* Brief *
Keep only those lines of the records that include the string "origin".

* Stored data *
· · · · · · ·

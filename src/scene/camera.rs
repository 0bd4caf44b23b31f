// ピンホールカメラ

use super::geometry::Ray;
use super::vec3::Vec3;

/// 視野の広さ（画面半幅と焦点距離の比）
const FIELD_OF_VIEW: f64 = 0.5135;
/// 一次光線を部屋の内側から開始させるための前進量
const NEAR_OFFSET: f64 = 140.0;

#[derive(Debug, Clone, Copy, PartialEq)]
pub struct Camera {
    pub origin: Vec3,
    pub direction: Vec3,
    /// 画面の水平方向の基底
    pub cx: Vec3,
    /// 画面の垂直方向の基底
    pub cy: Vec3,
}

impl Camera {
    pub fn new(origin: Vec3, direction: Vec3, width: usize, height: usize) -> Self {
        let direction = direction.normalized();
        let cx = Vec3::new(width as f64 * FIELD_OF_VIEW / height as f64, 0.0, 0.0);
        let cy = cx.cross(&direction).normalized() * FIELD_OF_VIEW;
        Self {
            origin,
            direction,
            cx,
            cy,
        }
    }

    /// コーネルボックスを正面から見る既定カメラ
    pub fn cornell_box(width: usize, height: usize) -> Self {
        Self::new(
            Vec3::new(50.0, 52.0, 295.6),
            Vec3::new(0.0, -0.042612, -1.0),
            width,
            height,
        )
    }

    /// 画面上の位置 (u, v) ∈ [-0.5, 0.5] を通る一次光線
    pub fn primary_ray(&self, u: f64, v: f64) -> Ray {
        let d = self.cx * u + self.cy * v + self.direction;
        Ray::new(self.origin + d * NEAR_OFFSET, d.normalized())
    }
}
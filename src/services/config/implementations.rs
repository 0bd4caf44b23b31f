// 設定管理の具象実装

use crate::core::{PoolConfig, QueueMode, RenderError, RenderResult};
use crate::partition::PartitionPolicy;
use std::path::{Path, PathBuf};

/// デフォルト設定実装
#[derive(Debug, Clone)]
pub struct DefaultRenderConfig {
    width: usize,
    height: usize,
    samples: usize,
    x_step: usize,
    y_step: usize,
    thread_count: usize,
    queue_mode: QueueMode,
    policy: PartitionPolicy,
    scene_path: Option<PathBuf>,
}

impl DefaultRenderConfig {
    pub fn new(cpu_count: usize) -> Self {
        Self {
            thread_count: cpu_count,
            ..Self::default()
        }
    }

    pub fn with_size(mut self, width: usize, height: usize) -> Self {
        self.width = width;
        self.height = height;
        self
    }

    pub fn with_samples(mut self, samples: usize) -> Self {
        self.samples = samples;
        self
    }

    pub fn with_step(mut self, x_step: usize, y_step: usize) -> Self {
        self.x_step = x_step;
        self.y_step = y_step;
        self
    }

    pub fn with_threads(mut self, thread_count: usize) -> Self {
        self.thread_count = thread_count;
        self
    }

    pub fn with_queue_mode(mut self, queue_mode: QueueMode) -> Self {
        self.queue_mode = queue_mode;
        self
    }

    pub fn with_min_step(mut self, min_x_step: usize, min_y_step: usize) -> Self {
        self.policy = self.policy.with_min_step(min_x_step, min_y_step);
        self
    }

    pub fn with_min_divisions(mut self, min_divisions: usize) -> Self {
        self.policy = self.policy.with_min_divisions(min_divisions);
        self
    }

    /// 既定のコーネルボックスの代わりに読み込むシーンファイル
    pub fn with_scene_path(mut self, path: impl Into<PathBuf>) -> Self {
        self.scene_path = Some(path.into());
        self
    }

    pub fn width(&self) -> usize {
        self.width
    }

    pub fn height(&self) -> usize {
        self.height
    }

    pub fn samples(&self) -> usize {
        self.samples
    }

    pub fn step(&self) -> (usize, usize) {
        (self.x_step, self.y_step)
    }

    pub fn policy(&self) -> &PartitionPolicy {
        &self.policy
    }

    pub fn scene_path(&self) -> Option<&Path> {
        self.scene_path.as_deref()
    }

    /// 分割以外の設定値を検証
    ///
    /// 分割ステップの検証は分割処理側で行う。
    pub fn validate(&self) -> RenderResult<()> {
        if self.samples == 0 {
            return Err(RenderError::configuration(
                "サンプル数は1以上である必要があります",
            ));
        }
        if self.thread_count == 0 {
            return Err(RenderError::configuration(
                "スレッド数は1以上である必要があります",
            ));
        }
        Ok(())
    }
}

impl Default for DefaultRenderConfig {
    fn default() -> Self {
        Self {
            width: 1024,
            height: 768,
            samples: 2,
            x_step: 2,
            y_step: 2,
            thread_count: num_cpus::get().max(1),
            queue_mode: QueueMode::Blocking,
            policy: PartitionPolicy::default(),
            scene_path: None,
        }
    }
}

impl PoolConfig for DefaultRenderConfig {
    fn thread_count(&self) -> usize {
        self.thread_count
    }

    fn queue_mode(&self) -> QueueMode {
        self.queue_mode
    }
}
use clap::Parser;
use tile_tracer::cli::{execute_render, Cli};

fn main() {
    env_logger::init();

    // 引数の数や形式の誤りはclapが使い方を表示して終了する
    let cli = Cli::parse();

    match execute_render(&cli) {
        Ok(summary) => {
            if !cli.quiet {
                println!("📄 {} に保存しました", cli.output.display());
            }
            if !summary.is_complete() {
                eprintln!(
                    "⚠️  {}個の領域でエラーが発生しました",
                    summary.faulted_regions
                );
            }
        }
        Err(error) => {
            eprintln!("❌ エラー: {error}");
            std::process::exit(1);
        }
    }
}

· · · · · · ·

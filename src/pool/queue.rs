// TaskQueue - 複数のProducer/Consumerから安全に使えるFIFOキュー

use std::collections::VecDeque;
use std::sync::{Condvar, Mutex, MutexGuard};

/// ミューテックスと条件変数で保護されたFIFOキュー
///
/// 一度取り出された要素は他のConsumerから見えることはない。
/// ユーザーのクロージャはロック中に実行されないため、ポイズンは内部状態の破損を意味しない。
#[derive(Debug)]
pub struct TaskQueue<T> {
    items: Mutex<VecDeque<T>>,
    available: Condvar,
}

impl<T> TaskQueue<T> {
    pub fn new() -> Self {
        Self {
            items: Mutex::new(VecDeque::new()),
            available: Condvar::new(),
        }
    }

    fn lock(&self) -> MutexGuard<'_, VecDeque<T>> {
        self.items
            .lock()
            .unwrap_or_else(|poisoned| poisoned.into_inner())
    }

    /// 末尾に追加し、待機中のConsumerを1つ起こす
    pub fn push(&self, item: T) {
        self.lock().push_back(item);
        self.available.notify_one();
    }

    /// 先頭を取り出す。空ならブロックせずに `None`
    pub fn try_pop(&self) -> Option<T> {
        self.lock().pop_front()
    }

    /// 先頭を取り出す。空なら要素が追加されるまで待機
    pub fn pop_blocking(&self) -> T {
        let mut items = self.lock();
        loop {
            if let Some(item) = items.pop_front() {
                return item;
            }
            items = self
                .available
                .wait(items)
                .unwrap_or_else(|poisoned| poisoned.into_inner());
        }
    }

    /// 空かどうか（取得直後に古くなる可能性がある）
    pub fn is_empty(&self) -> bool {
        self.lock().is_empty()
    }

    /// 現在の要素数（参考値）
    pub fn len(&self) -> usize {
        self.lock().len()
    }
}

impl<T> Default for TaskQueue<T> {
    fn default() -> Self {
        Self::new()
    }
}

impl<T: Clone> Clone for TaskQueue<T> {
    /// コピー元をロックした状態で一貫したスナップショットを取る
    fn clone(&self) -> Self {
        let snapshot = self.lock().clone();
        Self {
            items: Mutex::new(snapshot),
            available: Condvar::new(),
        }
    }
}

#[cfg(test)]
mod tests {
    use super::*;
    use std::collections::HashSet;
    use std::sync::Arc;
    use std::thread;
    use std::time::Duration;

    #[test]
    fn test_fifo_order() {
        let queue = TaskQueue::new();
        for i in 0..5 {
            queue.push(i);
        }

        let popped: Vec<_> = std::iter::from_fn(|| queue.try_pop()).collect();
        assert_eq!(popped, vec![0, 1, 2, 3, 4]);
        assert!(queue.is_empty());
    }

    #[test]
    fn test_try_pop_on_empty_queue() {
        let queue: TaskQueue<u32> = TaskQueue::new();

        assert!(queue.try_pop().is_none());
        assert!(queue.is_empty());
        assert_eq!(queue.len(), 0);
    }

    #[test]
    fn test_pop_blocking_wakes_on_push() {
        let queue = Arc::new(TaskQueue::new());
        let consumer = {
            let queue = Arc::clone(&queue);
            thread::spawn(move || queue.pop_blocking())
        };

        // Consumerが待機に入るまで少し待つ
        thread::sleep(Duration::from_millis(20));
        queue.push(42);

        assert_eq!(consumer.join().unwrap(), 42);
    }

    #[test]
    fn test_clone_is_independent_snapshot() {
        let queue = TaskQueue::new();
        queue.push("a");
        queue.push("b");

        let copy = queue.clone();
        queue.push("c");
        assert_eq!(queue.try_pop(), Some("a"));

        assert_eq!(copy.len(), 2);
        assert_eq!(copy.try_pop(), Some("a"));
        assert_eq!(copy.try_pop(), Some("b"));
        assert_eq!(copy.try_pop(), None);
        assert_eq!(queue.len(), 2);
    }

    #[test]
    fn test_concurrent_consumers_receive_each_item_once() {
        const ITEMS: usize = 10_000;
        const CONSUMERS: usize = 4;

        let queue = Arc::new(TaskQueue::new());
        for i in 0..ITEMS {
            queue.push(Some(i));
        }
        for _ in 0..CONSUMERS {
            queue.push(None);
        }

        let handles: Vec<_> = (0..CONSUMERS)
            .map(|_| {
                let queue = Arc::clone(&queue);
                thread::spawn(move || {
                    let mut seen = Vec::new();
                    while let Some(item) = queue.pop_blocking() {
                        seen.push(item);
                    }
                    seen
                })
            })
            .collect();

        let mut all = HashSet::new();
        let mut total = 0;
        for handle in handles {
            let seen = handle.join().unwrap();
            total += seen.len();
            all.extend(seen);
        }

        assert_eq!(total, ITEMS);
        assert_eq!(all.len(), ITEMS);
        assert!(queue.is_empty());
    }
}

· · · · · · ·

* Your solution *
    pub origin: Vec3,
    pub fn new(origin: Vec3, direction: Vec3, width: usize, height: usize) -> Self {
            origin,
        Ray::new(self.origin + d * NEAR_OFFSET, d.normalized())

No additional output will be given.